Luther Gascoigne, a Nottinghamshire miner, and socially ambitious Minnie have been married for just six weeks. Luther’s mother disapproves; in her view Minnie’s pretensions make her an unsuitable match for her son. When an explosive revelation from Luther’s past is unexpectedly revealed, it threatens to derail the married couple’s new life together.

Set in 1912 against the backdrop of a bitter miners’ strike, The Daughter-in-Law, which was never performed in its author’s lifetime, is an unjustly neglected classic drama. Full of passion, sexual tension, and class conflict, The Daughter-in-Law affirms DH Lawrence, more commonly known for his novels and poetry, as a playwright of the first order.

Taking the roles of Luther and Minnie are Alun Raglan and Natalie Grady.
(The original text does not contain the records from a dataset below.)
use position_planner::config::PlannerConfig;
use position_planner::models::{PlanInput, Side};

/// Defaults the web form ships with.
pub fn form_config() -> PlannerConfig {
    PlannerConfig {
        risk_percent: 0.10,
        weights: vec![1.0, 3.0, 5.0],
        target_profit_percents: vec![0.0211, 0.0209, 0.0253],
        fee_per_unit: 0.0,
        qty_precision: 1,
        price_precision: 4,
    }
}

pub fn long_three_levels() -> PlanInput {
    PlanInput::new(Side::Long, 4658.0, 4757.0, 4556.0, 30.0, 321000.0)
        .with_limit1(4622.0)
        .with_limit2(4590.0)
}

/// Round with ties away from zero, independent of the crate's helper.
pub fn round(n: f64, decimals: i32) -> f64 {
    let p = 10f64.powi(decimals);
    (n * p).round() / p
}

pub fn close(a: f64, b: f64, tol: f64) -> bool {
    (a - b).abs() <= tol
}
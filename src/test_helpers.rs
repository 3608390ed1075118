use crate::config::PlannerConfig;
use crate::models::{PlanInput, Side};

/// Defaults used by the reference LONG scenario.
pub fn reference_config() -> PlannerConfig {
    PlannerConfig {
        risk_percent: 0.10,
        weights: vec![1.0, 3.0, 5.0],
        target_profit_percents: vec![0.0211, 0.0209, 0.0253],
        fee_per_unit: 0.0,
        qty_precision: 1,
        price_precision: 4,
    }
}

/// LONG, three levels scaling down toward a stop at 4556.
pub fn reference_input() -> PlanInput {
    PlanInput::new(Side::Long, 4658.0, 4757.0, 4556.0, 30.0, 321000.0)
        .with_limit1(4622.0)
        .with_limit2(4590.0)
}

/// SHORT, three levels scaling up toward a stop at 120.
pub fn short_input() -> PlanInput {
    PlanInput::new(Side::Short, 100.0, 95.0, 120.0, 10.0, 10000.0)
        .with_limit1(104.0)
        .with_limit2(110.0)
}

pub fn assert_close(actual: f64, expected: f64, tol: f64) {
    assert!(
        (actual - expected).abs() <= tol,
        "expected {expected}, got {actual} (tol {tol})"
    );
}
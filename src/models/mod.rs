pub mod plan;
pub mod side;

pub use plan::{PlanInput, Stage};
pub use side::Side;
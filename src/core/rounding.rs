/// Most decimal places the planner accepts for quantities and prices.
pub const MAX_PRECISION: u32 = 15;

/// Round `value` to `decimals` places: scale by `10^decimals`, round to the
/// nearest integer with ties away from zero, then scale back.
///
/// Every quantity and price the planner emits goes through this function, so
/// displayed numbers and test expectations agree exactly. When the scaled
/// value is not representable the input is returned unrounded.
pub fn round_to(value: f64, decimals: u32) -> f64 {
    if !value.is_finite() {
        return value;
    }
    let Ok(exp) = i32::try_from(decimals) else {
        return value;
    };
    let p = 10f64.powi(exp);
    let scaled = value * p;
    if !scaled.is_finite() {
        return value;
    }
    scaled.round() / p
}

pub fn round2(x: f64) -> f64 {
    round_to(x, 2)
}

#[cfg(test)]
mod tests {
    use super::*;

    #[test]
    fn rounds_to_requested_places() {
        assert_eq!(round_to(68.29787, 1), 68.3);
        assert_eq!(round_to(204.893617, 1), 204.9);
        assert_eq!(round_to(4655.556734992679, 4), 4655.5567);
        assert_eq!(round_to(12.5, 0), 13.0);
    }

    #[test]
    fn ties_go_away_from_zero() {
        assert_eq!(round_to(0.5, 0), 1.0);
        assert_eq!(round_to(-0.5, 0), -1.0);
        assert_eq!(round_to(2.5, 0), 3.0);
        assert_eq!(round_to(-2.5, 0), -3.0);
        assert_eq!(round_to(0.25, 1), 0.3);
    }

    #[test]
    fn zero_decimals_is_integer_rounding() {
        assert_eq!(round_to(341.49, 0), 341.0);
        assert_eq!(round_to(-341.51, 0), -342.0);
    }

    #[test]
    fn non_finite_passes_through() {
        assert!(round_to(f64::NAN, 2).is_nan());
        assert_eq!(round_to(f64::INFINITY, 2), f64::INFINITY);
    }

    #[test]
    fn oversized_precision_leaves_value_unrounded() {
        assert_eq!(round_to(12.34, u32::MAX), 12.34);
        assert_eq!(round_to(12.34, 400), 12.34);
        assert_eq!(round_to(1.5e307, 2), 1.5e307);
        assert_eq!(round_to(0.5, MAX_PRECISION), 0.5);
    }

    #[test]
    fn round2_helper() {
        assert_eq!(round2(6773.1000000001), 6773.1);
        assert_eq!(round2(2.1100000000000003), 2.11);
    }
}
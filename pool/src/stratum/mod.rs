pub mod coordinator;
pub mod persist;
pub mod protocol;
pub mod server;
pub mod test_work;

pub use coordinator::{StratumCoordinator, SubmitOutcome};
pub use protocol::{JobNotification, StratumError, StratumRequest, StratumResponse};
pub use server::StratumServer;
pub use test_work::TestWorkSource;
Alun, who starred in the Library Theatre Company’s Manchester Evening News Theatre Award-winning production of Someone Who’ll Watch Over Me by Frank McGuinness in spring 2007, is familiar to TV viewers as Daniel Wolfenden in the hit ITV drama At Home With the Braithwaites. He was also a regular in ITV’s Making Waves, in which he played Alex.

Wigan-born Natalie Grady, who was a member of the National Theatre cast of Rafta Rafta, which won a prestigious Lawrence Olivier Award in 2008 for Best New Comedy, returns to the Library Theatre Company after her appearance as Gwendolen Fairfax in The Importance of Being Earnest, the Library Theatre Company’s final production at its former home, Manchester Central Library, in spring 2010.

Diane Fletcher, plays Mrs Gascoigne. DH Lawrence did not write many plays but Diane has the distinction of having appeared in a production of his 1914 play The Widowing of Mrs Holroyd at Nottingham Playhouse in 1975, amongst a host of credits in theatres around the country and in the West End over the past 40 years. She also featured in Roman Polanski’s film version of Macbeth, and has appeared in a number of classic TV dramas, notably House of Cards.

Luther’s brother Joe, also a miner, is played by Paul Simpson, who appeared in the Library Theatre Company’s  production of Ayub Khan-Din’s All The Way Home last autumn. Susan Twist, another familiar face to many on the local theatre scene and on TV programmes such as Coronation Street, Doctors, Brookside, and The Royal, plays Mrs Purdy. The cast is completed by newcomer Max Calandrew.

The Daughter In-Law runs at the Lowry from 23 February – 10 March.